Or perhaps it wasn’t a matter of distance. Perhaps it was a matter of depth. That would explain why his GPS wasn’t working.
“We rebuild. We survive,” Hardshell said with a shift of his weight and a gesture to the multitudes around them. “But without a queen, we are nothing.”
Sunstreaker sank down on the webbed berth. It swayed gently beneath him, but held his weight, even when Bob tried to climb into his lap. Sunstreaker allowed him, wrapping his arms around the purring Insecticon.
It felt weird, knowing Bob wasn’t Bob or a runt, to still think of the bug as his pet. But Bob didn’t seem to mind, and it didn’t sem to bother Hardshell or Sharpshot either.
“I’m not an Insecticon,” Sunstreaker said as he scratched behind Bob’s audials and little hands patted at his thighs. “Even if I wanted to, I couldn’t be your queen.”

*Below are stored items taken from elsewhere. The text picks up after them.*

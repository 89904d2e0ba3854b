//! Test-only transport double shared by unit tests.

use std::{
    sync::{
        Mutex,
        atomic::{AtomicUsize, Ordering},
    },
    time::Duration,
};

use async_trait::async_trait;

use crate::{
    error::TransportError,
    protocol::{
        AckMessageRequestHeader,
        AckResult,
        ConsumerSendMsgBackRequestHeader,
        EndTransactionRequestHeader,
        HeartbeatData,
        Message,
        RemotingCommand,
        ResponseCode,
        SendMessageRequestHeader,
        SendResult,
    },
    transport::{TransportClient, TransportResult},
};

/// A call observed by [`RecordingTransport`].
#[derive(Clone, Debug, PartialEq, Eq)]
pub enum Call {
    Single { addr: String, broker_name: String },
    Batch { addr: String, count: usize },
    Heartbeat { addr: String },
    EndTransaction { addr: String, remark: String },
    SendBack { addr: String },
    Ack { addr: String },
}

/// Scripted transport that records every call it receives.
#[derive(Debug)]
pub struct RecordingTransport {
    pub name: String,
    pub worker_threads: usize,
    pub send_result: SendResult,
    pub fail_sends: bool,
    pub heartbeat_code: i32,
    pub send_back_code: i32,
    pub fail_send_back: bool,
    pub fail_end_transaction: bool,
    pub fail_start: bool,
    calls: Mutex<Vec<Call>>,
    pub starts: AtomicUsize,
    pub shutdowns: AtomicUsize,
}

impl Default for RecordingTransport {
    fn default() -> Self { Self::named("test", 1) }
}

impl RecordingTransport {
    pub fn named(name: &str, worker_threads: usize) -> Self {
        Self {
            name: name.to_owned(),
            worker_threads,
            send_result: SendResult::default(),
            fail_sends: false,
            heartbeat_code: ResponseCode::SUCCESS,
            send_back_code: ResponseCode::SUCCESS,
            fail_send_back: false,
            fail_end_transaction: false,
            fail_start: false,
            calls: Mutex::new(Vec::new()),
            starts: AtomicUsize::new(0),
            shutdowns: AtomicUsize::new(0),
        }
    }

    pub fn calls(&self) -> Vec<Call> { self.calls.lock().expect("calls lock").clone() }

    fn record(&self, call: Call) { self.calls.lock().expect("calls lock").push(call); }
}

fn refused() -> TransportError {
    TransportError::Io(std::io::Error::from(std::io::ErrorKind::ConnectionRefused))
}

#[async_trait]
impl TransportClient for RecordingTransport {
    async fn send_single(
        &self,
        addr: &str,
        broker_name: &str,
        _message: &Message,
        _header: &SendMessageRequestHeader,
        _timeout: Duration,
    ) -> TransportResult<SendResult> {
        self.record(Call::Single {
            addr: addr.to_owned(),
            broker_name: broker_name.to_owned(),
        });
        if self.fail_sends {
            return Err(refused());
        }
        Ok(self.send_result.clone())
    }

    async fn send_batch(
        &self,
        addr: &str,
        _broker_name: &str,
        messages: &[Message],
        _header: &SendMessageRequestHeader,
        _timeout: Duration,
    ) -> TransportResult<SendResult> {
        self.record(Call::Batch {
            addr: addr.to_owned(),
            count: messages.len(),
        });
        if self.fail_sends {
            return Err(refused());
        }
        Ok(self.send_result.clone())
    }

    async fn send_heartbeat(
        &self,
        addr: &str,
        _heartbeat: &HeartbeatData,
        _timeout: Duration,
    ) -> TransportResult<i32> {
        self.record(Call::Heartbeat {
            addr: addr.to_owned(),
        });
        Ok(self.heartbeat_code)
    }

    async fn end_transaction_oneway(
        &self,
        addr: &str,
        _header: &EndTransactionRequestHeader,
        remark: &str,
        _timeout: Duration,
    ) -> TransportResult<()> {
        self.record(Call::EndTransaction {
            addr: addr.to_owned(),
            remark: remark.to_owned(),
        });
        if self.fail_end_transaction {
            return Err(TransportError::Disconnected);
        }
        Ok(())
    }

    async fn send_back(
        &self,
        addr: &str,
        _header: &ConsumerSendMsgBackRequestHeader,
        _timeout: Duration,
    ) -> TransportResult<RemotingCommand> {
        self.record(Call::SendBack {
            addr: addr.to_owned(),
        });
        if self.fail_send_back {
            return Err(refused());
        }
        Ok(RemotingCommand::response(self.send_back_code, None))
    }

    async fn ack(
        &self,
        addr: &str,
        _header: &AckMessageRequestHeader,
        _timeout: Duration,
    ) -> TransportResult<AckResult> {
        self.record(Call::Ack {
            addr: addr.to_owned(),
        });
        Ok(AckResult::default())
    }

    async fn start(&self) -> TransportResult<()> {
        self.starts.fetch_add(1, Ordering::SeqCst);
        if self.fail_start {
            return Err(TransportError::Disconnected);
        }
        Ok(())
    }

    async fn shutdown(&self) -> TransportResult<()> {
        self.shutdowns.fetch_add(1, Ordering::SeqCst);
        Ok(())
    }
}
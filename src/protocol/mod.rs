//! Broker-facing request and response types.
//!
//! These types mirror the headers and results exchanged with broker nodes.
//! The dispatcher only inspects a handful of fields (message count, the
//! system-flag bitfield, send status and response code); everything else is
//! carried through untouched to the transport.

mod header;
mod message;
mod response;
pub mod sys_flag;

pub use header::{
    AckMessageRequestHeader,
    ConsumerSendMsgBackRequestHeader,
    EndTransactionRequestHeader,
    SendMessageRequestHeader,
};
pub use message::{HeartbeatData, Message};
pub use response::{AckResult, AckStatus, RemotingCommand, ResponseCode, SendResult, SendStatus};
pub use sys_flag::TransactionType;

Sharpshot briefly rested a hand on Hardshell’s shoulder. They exchanged a knowing look, and Sunstreaker swore he saw an electric spark pass between them, before Hardshell stepped out from under Sharpshot’s hand. He moved closer to Sunstreaker, and Sunstreaker braced himself.
Nothing could have prepared him for the sight of Hardshell dropping to one knee in front of him, resting an arm over the bent knee. He looked up at Sunstreaker, like a knight addressing his majesty.
“You can be changed,” Hardshell said, his voice oddly soft, as if intended to soothe. “You can be remade. Stronger. Faster. One of us.”
Something crawled up Sunstreaker’s spinal strut. It wasn’t entirely discomfort. “How?” He doubted there was some kind of advanced laboratory here. No way could they perform a frame transfer.
Sharpshot’s fingers tangled together. “Hardshell is not leader. Leader is not Queenmaker. Queenmaker is Hardshell.”
Sunstreaker frowned. It was a convoluted statement, one he had to pick apart until he tilted his head and looked at Hardshell again.
“Queenmaker,” he repeated. No wonder Hardshell was important. “What’s that mean? You rewrite my coding or something?”
“In a sense.” Hardshell remained kneeling, as if he wanted to appear subservient and meek, no kind of threat. “Within my coding is the means to transform another into a proper queen. Through interfacing.”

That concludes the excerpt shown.